千葉大・岡島一道,劉 康志,日立・箕輪利通

 近年,自動車の性能を向上させるために,さまざまな電子制御装置が使われている.その目的の一つは,乗り心地の改善である.とくに,オートマチック車では変速するとき,自動変速機の変速ショックが生じ,乗り心地を悪化させている.

 本論文では,フィードバック制御を施すことによって変速ショックを低減することを考える.このために,トルクセンサで出力トルクを検出し,自動変速機の油圧を制御することによって変速ショックを減らす方式を提案する.

 設計においては,油温やスロットル開度の変化にロバストな制御系を構成するため,H∞制御を用いた.実験では,イナーシャ相の変速ショックを大幅に低減できることを確認できた.

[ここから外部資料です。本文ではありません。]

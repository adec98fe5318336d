// SPDX-License-Identifier: MPL-2.0
//! Light/Dark/System theme selection.

use crate::ui::design_tokens::{opacity, palette};
use iced::Color;
use serde::{Deserialize, Serialize};

/// Colors used by the gallery views.
#[derive(Debug, Clone, PartialEq)]
pub struct ColorScheme {
    pub page_background: Color,
    pub card_background: Color,
    pub text_primary: Color,
    pub text_muted: Color,
    pub price: Color,
    pub sold_badge: Color,
    pub chip_active: Color,
    pub chip_inactive: Color,
    /// Dimmed layer behind the viewer and payment panel.
    pub backdrop: Color,
}

impl ColorScheme {
    #[must_use]
    pub fn light() -> Self {
        Self {
            page_background: palette::PAPER,
            card_background: palette::WHITE,
            text_primary: palette::INK,
            text_muted: palette::GRAY_500,
            price: palette::GOLD_500,
            sold_badge: palette::SOLD_500,
            chip_active: palette::INK,
            chip_inactive: palette::GRAY_100,
            backdrop: Color {
                a: opacity::BACKDROP,
                ..palette::INK
            },
        }
    }

    #[must_use]
    pub fn dark() -> Self {
        Self {
            page_background: palette::INK,
            card_background: Color::from_rgb(0.16, 0.16, 0.16),
            text_primary: palette::WHITE,
            text_muted: palette::GRAY_300,
            price: palette::GOLD_300,
            sold_badge: palette::SOLD_500,
            chip_active: palette::GOLD_500,
            chip_inactive: palette::GRAY_700,
            backdrop: Color {
                a: opacity::BACKDROP,
                ..palette::BLACK
            },
        }
    }
}

#[derive(Debug, Clone, Copy, PartialEq, Eq, Default, Serialize, Deserialize)]
#[serde(rename_all = "lowercase")]
pub enum ThemeMode {
    Light,
    Dark,
    #[default]
    System,
}

impl ThemeMode {
    /// Returns true if the effective theme is dark.
    /// For System mode, detects the actual system theme.
    #[must_use]
    pub fn is_dark(self) -> bool {
        match self {
            ThemeMode::Light => false,
            ThemeMode::Dark => true,
            // The gallery is a light site; fall back to light when detection fails.
            ThemeMode::System => matches!(dark_light::detect(), Ok(dark_light::Mode::Dark)),
        }
    }

    #[must_use]
    pub fn colors(self) -> ColorScheme {
        if self.is_dark() {
            ColorScheme::dark()
        } else {
            ColorScheme::light()
        }
    }

    #[must_use]
    pub fn iced_theme(self) -> iced::Theme {
        if self.is_dark() {
            iced::Theme::Dark
        } else {
            iced::Theme::Light
        }
    }
}
// SPDX-License-Identifier: MPL-2.0
//! View rendering for the application.
//!
//! The catalog page sits at the bottom of a stack; the viewer, the payment
//! panel and the toasts are layered over it when present.

use super::config::Config;
use super::Message;
use crate::application::query::Page;
use crate::domain::catalog::Catalog;
use crate::domain::viewer::PageScroll;
use crate::i18n::fluent::I18n;
use crate::infrastructure::PhotoCache;
use crate::ui::gallery::{self, ViewContext as GalleryViewContext};
use crate::ui::navbar::{self, ViewContext as NavbarViewContext};
use crate::ui::notifications::{Manager, Toast};
use crate::ui::payment;
use crate::ui::photo::PhotoContext;
use crate::ui::styles::container as container_styles;
use crate::ui::viewer::{self, ViewContext as ViewerViewContext};
use iced::widget::{Column, Container, Stack};
use iced::{Element, Length};
use std::path::Path;

/// Context required to render the application view.
pub struct ViewContext<'a> {
    pub i18n: &'a I18n,
    pub config: &'a Config,
    pub catalog: &'a Catalog,
    pub catalog_loading: bool,
    pub page: &'a Page,
    pub query: &'a str,
    pub gallery: &'a gallery::State,
    pub viewer: &'a viewer::State,
    pub payment: &'a payment::State,
    pub page_scroll: PageScroll,
    pub notifications: &'a Manager,
    pub photos: &'a PhotoCache,
    pub asset_root: &'a Path,
    pub currency: &'a str,
}

/// Renders the catalog page with whatever overlays are open.
pub fn view(ctx: ViewContext<'_>) -> Element<'_, Message> {
    let photos = PhotoContext {
        asset_root: ctx.asset_root,
        cache: ctx.photos,
    };

    let navbar_view = navbar::view(NavbarViewContext {
        i18n: ctx.i18n,
        page: ctx.page,
        query: ctx.query,
        has_payment_details: !ctx.config.payment.fields.is_empty(),
    })
    .map(Message::Navbar);

    let page_view = ctx
        .gallery
        .view(GalleryViewContext {
            i18n: ctx.i18n,
            catalog: ctx.catalog,
            page: ctx.page,
            query: ctx.query,
            photos,
            currency: ctx.currency,
            scroll: ctx.page_scroll,
            loading: ctx.catalog_loading,
        })
        .map(Message::Gallery);

    let base = Container::new(
        Column::new()
            .push(navbar_view)
            .push(page_view)
            .width(Length::Fill)
            .height(Length::Fill),
    )
    .width(Length::Fill)
    .height(Length::Fill)
    .style(container_styles::page);

    let mut layers = Stack::new()
        .width(Length::Fill)
        .height(Length::Fill)
        .push(base);

    if let Some(viewer_view) = ctx.viewer.view(ViewerViewContext {
        i18n: ctx.i18n,
        photos,
        currency: ctx.currency,
    }) {
        layers = layers.push(viewer_view.map(Message::Viewer));
    }

    if ctx.payment.is_open() {
        layers = layers.push(
            ctx.payment
                .view(&ctx.config.payment.fields, ctx.i18n)
                .map(Message::Payment),
        );
    }

    layers
        .push(Toast::view_overlay(ctx.notifications, ctx.i18n).map(Message::Notification))
        .into()
}
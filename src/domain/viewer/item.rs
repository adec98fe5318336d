// SPDX-License-Identifier: MPL-2.0
//! Clickable catalog items and the metadata they carry into the viewer.

use crate::domain::catalog::{Artwork, ArtworkStatus, Catalog};
use std::collections::HashMap;

/// Everything the viewer needs to know about one catalog card.
#[derive(Debug, Clone, PartialEq, Default)]
pub struct Item {
    pub title: String,
    pub price: Option<f64>,
    pub size: Option<String>,
    pub medium: Option<String>,
    pub year: Option<String>,
    pub description: Option<String>,
    pub status: ArtworkStatus,
    /// Photo references, possibly empty (see [`Item::photo_list`]).
    pub photos: Vec<String>,
    /// Image displayed on the card itself.
    pub primary_image: String,
    pub seller_contact: Option<String>,
    pub seller_name: Option<String>,
    /// Artist id used to look up the seller.
    pub artist_ref: Option<String>,
}

impl Item {
    /// Builds the item for an artwork card, taking seller details from the
    /// artwork's artist when the catalog knows it.
    #[must_use]
    pub fn from_artwork(artwork: &Artwork, catalog: &Catalog) -> Self {
        let artist = catalog.artist(&artwork.artist);
        Self {
            title: artwork.title.clone(),
            price: artwork.price,
            size: artwork.size.clone(),
            medium: artwork.medium.clone(),
            year: artwork.year.clone(),
            description: artwork.description.clone(),
            status: artwork.status,
            photos: artwork.photos.clone(),
            primary_image: artwork.image.clone(),
            seller_contact: artist.and_then(|a| a.contact_number.clone()),
            seller_name: artist.map(|a| a.name.clone()),
            artist_ref: Some(artwork.artist.clone()).filter(|id| !id.is_empty()),
        }
    }

    /// Builds an item from card attributes.
    ///
    /// Recognized keys: `title`, `price`, `size`, `medium`, `year`,
    /// `desc` (or `description`), `photos` (comma separated), `status` and
    /// `artist`. Missing keys and unparseable prices leave the field empty.
    #[must_use]
    pub fn from_attributes(attributes: &HashMap<String, String>, primary_image: &str) -> Self {
        let text = |key: &str| {
            attributes
                .get(key)
                .map(|value| value.trim().to_string())
                .filter(|value| !value.is_empty())
        };

        Self {
            title: text("title").unwrap_or_default(),
            price: text("price")
                .and_then(|raw| raw.parse::<f64>().ok())
                .filter(|price| price.is_finite()),
            size: text("size"),
            medium: text("medium"),
            year: text("year"),
            description: text("desc").or_else(|| text("description")),
            status: ArtworkStatus::parse_lenient(&text("status").unwrap_or_default()),
            photos: split_photo_list(attributes.get("photos").map_or("", String::as_str)),
            primary_image: primary_image.to_string(),
            seller_contact: None,
            seller_name: None,
            artist_ref: text("artist"),
        }
    }

    /// Photo references shown by the viewer, never empty.
    ///
    /// Falls back to the card image when the item has no photo list.
    #[must_use]
    pub fn photo_list(&self) -> Vec<String> {
        if self.photos.is_empty() {
            vec![self.primary_image.clone()]
        } else {
            self.photos.clone()
        }
    }
}

/// Splits a comma separated photo list, dropping blank entries.
#[must_use]
pub fn split_photo_list(raw: &str) -> Vec<String> {
    raw.split(',')
        .map(str::trim)
        .filter(|entry| !entry.is_empty())
        .map(str::to_string)
        .collect()
}

/// Formats a price without a trailing `.0` for whole amounts.
///
/// Non-finite amounts print as an unknown price.
#[must_use]
pub fn format_price(price: Option<f64>) -> String {
    match price {
        Some(value) if !value.is_finite() => String::new(),
        Some(value) if value.fract() == 0.0 => format!("{value:.0}"),
        Some(value) => format!("{:.2}", value),
        None => String::new(),
    }
}

/// Display slots of the viewer's details panel.
///
/// Missing fields are empty strings. `price` holds the bare amount; the view
/// adds the currency symbol.
#[derive(Debug, Clone, PartialEq, Eq, Default)]
pub struct MetadataSlots {
    pub title: String,
    pub price: String,
    pub size: String,
    pub medium: String,
    pub year: String,
    pub description: String,
}

impl MetadataSlots {
    #[must_use]
    pub fn bind(item: &Item) -> Self {
        Self {
            title: item.title.clone(),
            price: format_price(item.price),
            size: item.size.clone().unwrap_or_default(),
            medium: item.medium.clone().unwrap_or_default(),
            year: item.year.clone().unwrap_or_default(),
            description: item.description.clone().unwrap_or_default(),
        }
    }
}

#[cfg(test)]
mod tests {
    use super::*;
    use crate::domain::catalog::Artist;

    fn attributes(pairs: &[(&str, &str)]) -> HashMap<String, String> {
        pairs
            .iter()
            .map(|(k, v)| (k.to_string(), v.to_string()))
            .collect()
    }

    #[test]
    fn photo_list_falls_back_to_primary_image() {
        let item = Item {
            primary_image: "images/x.jpg".into(),
            ..Item::default()
        };
        assert_eq!(item.photo_list(), vec!["images/x.jpg".to_string()]);
    }

    #[test]
    fn split_photo_list_trims_and_drops_blanks() {
        assert_eq!(
            split_photo_list(" a.jpg, ,b.jpg,, c.jpg "),
            vec!["a.jpg", "b.jpg", "c.jpg"]
        );
        assert!(split_photo_list("").is_empty());
        assert!(split_photo_list(" , ").is_empty());
    }

    #[test]
    fn from_attributes_tolerates_missing_and_bad_values() {
        let item = Item::from_attributes(
            &attributes(&[("title", "Sea"), ("price", "n/a"), ("status", "sold")]),
            "images/sea.jpg",
        );
        assert_eq!(item.title, "Sea");
        assert_eq!(item.price, None);
        assert_eq!(item.status, ArtworkStatus::Sold);
        assert!(item.size.is_none());
        assert_eq!(item.photo_list(), vec!["images/sea.jpg".to_string()]);
    }

    #[test]
    fn from_attributes_accepts_both_description_keys() {
        let short = Item::from_attributes(&attributes(&[("desc", "Short")]), "x");
        let long = Item::from_attributes(&attributes(&[("description", "Long")]), "x");
        assert_eq!(short.description.as_deref(), Some("Short"));
        assert_eq!(long.description.as_deref(), Some("Long"));
    }

    #[test]
    fn from_artwork_pulls_seller_from_artist() {
        let catalog = Catalog::new(
            vec![Artist {
                id: "nini".into(),
                name: "Nini Mzhavia".into(),
                contact_number: Some("995579388833".into()),
                ..Artist::default()
            }],
            vec![],
        );
        let artwork = Artwork {
            title: "Lily".into(),
            price: Some(250.0),
            artist: "nini".into(),
            image: "images/lily8.jpg".into(),
            ..Artwork::default()
        };
        let item = Item::from_artwork(&artwork, &catalog);
        assert_eq!(item.seller_name.as_deref(), Some("Nini Mzhavia"));
        assert_eq!(item.seller_contact.as_deref(), Some("995579388833"));
        assert_eq!(item.artist_ref.as_deref(), Some("nini"));
    }

    #[test]
    fn from_artwork_without_known_artist_has_no_seller() {
        let artwork = Artwork {
            artist: "ghost".into(),
            ..Artwork::default()
        };
        let item = Item::from_artwork(&artwork, &Catalog::empty());
        assert!(item.seller_contact.is_none());
        assert!(item.seller_name.is_none());
    }

    #[test]
    fn price_formatting() {
        assert_eq!(format_price(Some(250.0)), "250");
        assert_eq!(format_price(Some(99.5)), "99.50");
        assert_eq!(format_price(None), "");
        assert_eq!(format_price(Some(1e20)), "100000000000000000000");
        assert_eq!(format_price(Some(f64::NAN)), "");
        assert_eq!(format_price(Some(f64::INFINITY)), "");
    }

    #[test]
    fn from_attributes_rejects_non_finite_prices() {
        for raw in ["NaN", "inf", "-infinity"] {
            let item = Item::from_attributes(&attributes(&[("price", raw)]), "x");
            assert_eq!(item.price, None, "{raw}");
            assert_eq!(MetadataSlots::bind(&item).price, "");
        }

        let huge = Item::from_attributes(&attributes(&[("price", "1e20")]), "x");
        assert_eq!(MetadataSlots::bind(&huge).price, "100000000000000000000");
    }

    #[test]
    fn metadata_slots_substitute_empty_strings() {
        let item = Item {
            title: "Rose".into(),
            year: Some("2025".into()),
            ..Item::default()
        };
        let slots = MetadataSlots::bind(&item);
        assert_eq!(slots.title, "Rose");
        assert_eq!(slots.year, "2025");
        assert_eq!(slots.price, "");
        assert_eq!(slots.size, "");
        assert_eq!(slots.description, "");
    }
}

 この研究で得られた結果は,新たな設備を導入せずに,既存のものを用いて制御を加えるだけで変速ショックを大幅に改善できることを示した.これによって,変速ショック制御装置の実用化への道が開かれた.


■ 近似逆フィルタを用いた人間の活動量の抽出

金沢大・広林茂樹,山碕雅和,木村春彦,金沢経済大・大薮多可志

 空間制御において,人の活動を認知することは重要な問題である.本論文では,鼻覚情報を用いたモニタリング構築のための基礎研究として,室内空間を線形システムによってモデル化し,可燃性ガスセンサを用いて空間環境変動を解析した.その結果,(a)ガスセンサの観測信号から部屋固有のガス減衰係数が推定されること,(b)ガス伝搬路特性がガス減衰係数のみによって近似できること,(c)推定された空間伝達特性の逆フィルタリングによりセンサ観測信号からガス発生情報信号が求められることがわかった.また,日常生活の変動を測定した実測実験では,被験者によって申告されたガス発生機器の稼働時間に同期したガス発生信号が本提案手法により得られた.これにより可燃性ガスセンサを用いた振舞い認知において見通しを得た.